ALBERTO SAVOIA

ALBERTO SAVOIA

Google’s 1st Engineering Director · Innovation Agitator Emeritus
Author of The Right It: Why So Many Ideas Fail and How to Make Sure Yours Succeed

As much as I would love to take the credit, Google Ads was a big team, and I was fortunate to be brought in as a director that managed the team. I think the reason it was so successful is because innovations and new ideas, they compound. They build one upon the other. So the reason why ads was so successful for Google is because search was so successful for Google. So when you have search and you have billions of people coming in every day, maybe every hour, and searching all kinds of things, you have this treasure trove of data. If you have billion searches per day, you know how many experiments can you run? And so Google is very famous for doing a lot of A/B experiments. That's how we collect the data. So what actually enabled Google to be so successful and to grow is this mental attitude, which is the same one that Amazon and some of these really successful technology companies have, of doing a lot of experiments on small samples and continually refining their data based on that. If you're dealing with a lot of people, you can do those experiments and that's why these companies are successful. The sad thing or what happens with companies that do not operate in that way, that do not try to operate on data and do all of those experiments, those are the ones that are left behind. Innovation is experimentation.

NICK BOSTROM

NICK BOSTROM

Founding Director of Future of Humanity Institute, University of Oxford
Philosopher, Author of Superintelligence: Paths, Dangers, Strategies

I do think though that there is a real possibility that within the lifetime of many people who are here today, we will see the arrival of transformative AI, machine intelligence systems that not only can automate specific tasks but can replicate the full generality of human thinking. So that everything that we humans can do with our brains, machines will be able to do, and in fact do faster and more efficiently. What the consequences of that are, is very much an open question and, I think, depends in part on the extent to which we manage to get our act together before these developments.

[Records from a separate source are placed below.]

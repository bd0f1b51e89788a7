//! Decode station: feature batches in, transcript events out.

use crate::pipeline::error::StationError;
use crate::pipeline::messages::{StreamMessage, TranscriptEvent};
use crate::pipeline::station::Station;
use crate::runtime::adapter::JointNetwork;
use crate::session::coordinator::SessionCoordinator;
use std::sync::Arc;

/// Hosts the decode loop: consumes feature batches and segment controls,
/// emits transcript deltas and finals to the presentation side.
pub struct DecodeStation<J: JointNetwork> {
    coordinator: Arc<SessionCoordinator<J>>,
}

impl<J: JointNetwork> DecodeStation<J> {
    pub fn new(coordinator: Arc<SessionCoordinator<J>>) -> Self {
        Self { coordinator }
    }
}

impl<J: JointNetwork + 'static> Station for DecodeStation<J> {
    type Input = StreamMessage;
    type Output = TranscriptEvent;

    fn name(&self) -> &'static str {
        "decode"
    }

    fn process(&mut self, input: StreamMessage) -> Result<Vec<TranscriptEvent>, StationError> {
        match input {
            StreamMessage::Features {
                session, frames, ..
            } => {
                let mut events = Vec::new();
                let mut at = 0;
                // The per-call frame bound may truncate; feed the remainder
                // until the batch is folded in.
                while at < frames.len() {
                    let report = self
                        .coordinator
                        .decode(&session, &frames[at..])
                        .map_err(StationError::from_engine)?;
                    if !report.appended.is_empty() {
                        events.push(TranscriptEvent {
                            session: session.clone(),
                            segment: report.segment,
                            tokens: report.appended,
                            is_final: false,
                        });
                    }
                    if report.frames_accepted == 0 {
                        break;
                    }
                    at += report.frames_accepted;
                }
                Ok(events)
            }
            StreamMessage::Flush { session, .. } => {
                let flush = self
                    .coordinator
                    .flush_segment(&session)
                    .map_err(StationError::from_engine)?;
                Ok(vec![TranscriptEvent {
                    session,
                    segment: flush.segment,
                    tokens: flush.tokens,
                    is_final: true,
                }])
            }
            StreamMessage::Close { session, .. } => {
                self.coordinator
                    .close(&session)
                    .map_err(StationError::from_engine)?;
                Ok(Vec::new())
            }
            StreamMessage::Audio(chunk) => Err(StationError::Recoverable(format!(
                "raw audio for session {} reached the decode station",
                chunk.session
            ))),
        }
    }
}
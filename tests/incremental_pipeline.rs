//! End-to-end properties of the incremental extract/decode path.

use std::sync::Arc;
use streamscribe::{
    Config, EngineError, InferenceRuntime, MockJoint, RingAudioBuffer, SessionCoordinator,
    SessionId, TokenEvent,
};

fn coordinator() -> SessionCoordinator<MockJoint> {
    SessionCoordinator::new(
        Config::default(),
        Arc::new(InferenceRuntime::new(MockJoint::new(32))),
    )
}

fn coordinator_with(joint: MockJoint) -> SessionCoordinator<MockJoint> {
    SessionCoordinator::new(Config::default(), Arc::new(InferenceRuntime::new(joint)))
}

/// Synthetic tone, phase-continuous across chunk boundaries.
fn sine(len: usize, offset: usize, freq: f32) -> Vec<f32> {
    (0..len)
        .map(|i| {
            let n = (offset + i) as f32;
            (2.0 * std::f32::consts::PI * freq * n / 16000.0).sin() * 0.5
        })
        .collect()
}

/// Deterministic noise from a linear congruential generator.
fn noise(len: usize, mut seed: u32) -> Vec<f32> {
    (0..len)
        .map(|_| {
            seed = seed.wrapping_mul(1_664_525).wrapping_add(1_013_904_223);
            (seed >> 16) as f32 / 32768.0 - 1.0
        })
        .collect()
}

/// Runs a full stream through a fresh session, with the audio split at the
/// given points, and returns (mel frame count, final token list).
fn run_split(
    coordinator: &SessionCoordinator<MockJoint>,
    name: &str,
    audio: &[f32],
    chunk_lens: &[usize],
) -> (usize, Vec<TokenEvent>) {
    let id = SessionId::from(name);
    coordinator.open(id.clone()).unwrap();

    let mut frame_count = 0;
    let mut offset = 0usize;
    for &len in chunk_lens {
        let end = (offset + len).min(audio.len());
        let frames = coordinator.extend(&id, offset as u64, &audio[offset..end]).unwrap();
        frame_count += frames.len();
        coordinator.decode(&id, &frames).unwrap();
        offset = end;
    }
    assert_eq!(offset, audio.len(), "split must cover the whole stream");

    let flush = coordinator.flush_segment(&id).unwrap();
    coordinator.close(&id).unwrap();
    (frame_count, flush.tokens)
}

#[test]
fn replaying_a_stream_yields_identical_frames_and_tokens() {
    let mut audio = sine(24000, 0, 440.0);
    audio.extend(noise(8000, 42).iter().map(|s| s * 0.3));

    let a = coordinator();
    let b = coordinator();

    let id = SessionId::from("replay");
    a.open(id.clone()).unwrap();
    b.open(id.clone()).unwrap();

    let frames_a = a.extend(&id, 0, &audio).unwrap();
    let frames_b = b.extend(&id, 0, &audio).unwrap();
    assert_eq!(frames_a, frames_b, "mel frames must be byte-identical");

    let report_a = a.decode(&id, &frames_a).unwrap();
    let report_b = b.decode(&id, &frames_b).unwrap();
    assert_eq!(report_a.appended, report_b.appended);
}

#[test]
fn three_second_tone_six_splits_equals_one_call() {
    let audio = sine(48000, 0, 440.0); // 3s

    let (frames_once, tokens_once) = run_split(&coordinator(), "once", &audio, &[48000]);
    let (frames_six, tokens_six) =
        run_split(&coordinator(), "six", &audio, &[8000; 6]); // six 0.5s calls

    assert_eq!(frames_once, frames_six);
    assert_eq!(tokens_once, tokens_six);
}

#[test]
fn arbitrary_splits_agree_with_batch() {
    let mut audio = sine(16000, 0, 440.0);
    audio.extend(sine(16000, 16000, 880.0));

    let (frames_batch, tokens_batch) = run_split(&coordinator(), "batch", &audio, &[32000]);
    let (frames_split, tokens_split) = run_split(
        &coordinator(),
        "ragged",
        &audio,
        &[1, 399, 1600, 12000, 3000, 11000, 4000],
    );

    assert_eq!(frames_batch, frames_split);
    assert_eq!(tokens_batch, tokens_split);
}

#[test]
fn decode_respects_max_tokens_per_frame_on_degenerate_input() {
    // A joint that always wants to emit, driven by adversarial inputs
    for audio in [noise(16000, 7), vec![0.0f32; 16000]] {
        let coordinator = coordinator_with(MockJoint::new(32).with_always_emit());
        let id = SessionId::from("degenerate");
        coordinator.open(id.clone()).unwrap();

        let frames = coordinator.extend(&id, 0, &audio).unwrap();
        let report = coordinator.decode(&id, &frames).unwrap();

        let max_per_frame = Config::default().decoder.max_tokens_per_frame as usize;
        for index in 0..frames.len() as u64 {
            let on_frame = report
                .appended
                .iter()
                .filter(|t| t.frame_index == index)
                .count();
            assert!(
                on_frame <= max_per_frame,
                "frame {index} got {on_frame} tokens"
            );
        }
        coordinator.close(&id).unwrap();
    }
}

#[test]
fn frame_gap_raises_continuity_error_and_preserves_state() {
    let coordinator = coordinator();
    let id = SessionId::from("gap");
    coordinator.open(id.clone()).unwrap();

    let frames = coordinator.extend(&id, 0, &sine(16000, 0, 440.0)).unwrap();
    coordinator.decode(&id, &frames[..40]).unwrap();
    let key_before = coordinator.cache_key(&id).unwrap();

    // Skip frames 40..42
    let result = coordinator.decode(&id, &frames[42..]);
    assert!(matches!(
        result,
        Err(EngineError::CacheContinuity {
            expected: 40,
            got: 42
        })
    ));

    // State unchanged; the direct continuation still decodes
    assert_eq!(coordinator.cache_key(&id).unwrap(), key_before);
    coordinator.decode(&id, &frames[40..]).unwrap();
    coordinator.close(&id).unwrap();
}

#[test]
fn reset_discards_decoder_state_and_tokens() {
    let coordinator = coordinator();
    let id = SessionId::from("reset");
    coordinator.open(id.clone()).unwrap();

    let report = coordinator.process(&id, 0, &sine(16000, 0, 440.0)).unwrap();
    assert!(!report.appended.is_empty());
    assert_eq!(coordinator.hypothesis(&id).unwrap(), report.appended);

    coordinator.reset(&id).unwrap();
    assert!(coordinator.hypothesis(&id).unwrap().is_empty());

    // The next segment starts from Idle: nothing carried over, and tokens
    // emitted before the reset do not reappear.
    let report = coordinator
        .process(&id, 16000, &sine(16000, 16000, 440.0))
        .unwrap();
    assert_eq!(report.segment, 1);

    let flush = coordinator.flush_segment(&id).unwrap();
    assert!(flush.tokens.starts_with(&report.appended));
    // Everything in the flushed segment lies after the reset point (frame 100)
    assert!(flush.tokens.iter().all(|t| t.frame_index >= 100));
    coordinator.close(&id).unwrap();
}

#[test]
fn feeding_from_the_capture_ring_buffer_matches_direct_calls() {
    let audio = sine(32000, 0, 440.0);

    // Capture side accumulates into the ring buffer; the engine is fed by
    // absolute-offset range queries against it.
    let mut ring = RingAudioBuffer::from_config(&Config::default().audio);
    for chunk in audio.chunks(1000) {
        ring.push_chunk(ring.next_offset(), chunk).unwrap();
    }

    let via_ring = {
        let coordinator = coordinator();
        let id = SessionId::from("ring");
        coordinator.open(id.clone()).unwrap();
        let mut start = 0u64;
        while start < ring.next_offset() {
            let end = (start + 8000).min(ring.next_offset());
            let samples = ring.range(start, end).unwrap();
            coordinator.process(&id, start, &samples).unwrap();
            start = end;
        }
        let flush = coordinator.flush_segment(&id).unwrap();
        coordinator.close(&id).unwrap();
        flush.tokens
    };

    let (_, direct) = run_split(&coordinator(), "direct", &audio, &[8000; 4]);
    assert_eq!(via_ring, direct);
}

#[test]
fn silence_emits_no_tokens_with_default_joint() {
    let coordinator = coordinator();
    let id = SessionId::from("silence");
    coordinator.open(id.clone()).unwrap();

    let report = coordinator.process(&id, 0, &vec![0.0f32; 32000]).unwrap();
    assert!(report.appended.is_empty());
    coordinator.close(&id).unwrap();
}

In terms of, on the one hand, working out our technical issues in AI alignment, figuring out exactly the methods by which you could ensure that such very powerful cognitive engines will be aligned to our values, will actually do what we intend for them to do, as opposed to something else. And then, of course, also the political challenges of ensuring that such a powerful technology will be used for positive ends. So depending on how well we perform among those two challenges, the outcome, I think, could be extremely good or extremely bad. And I think all of those possibilities are still in the cards.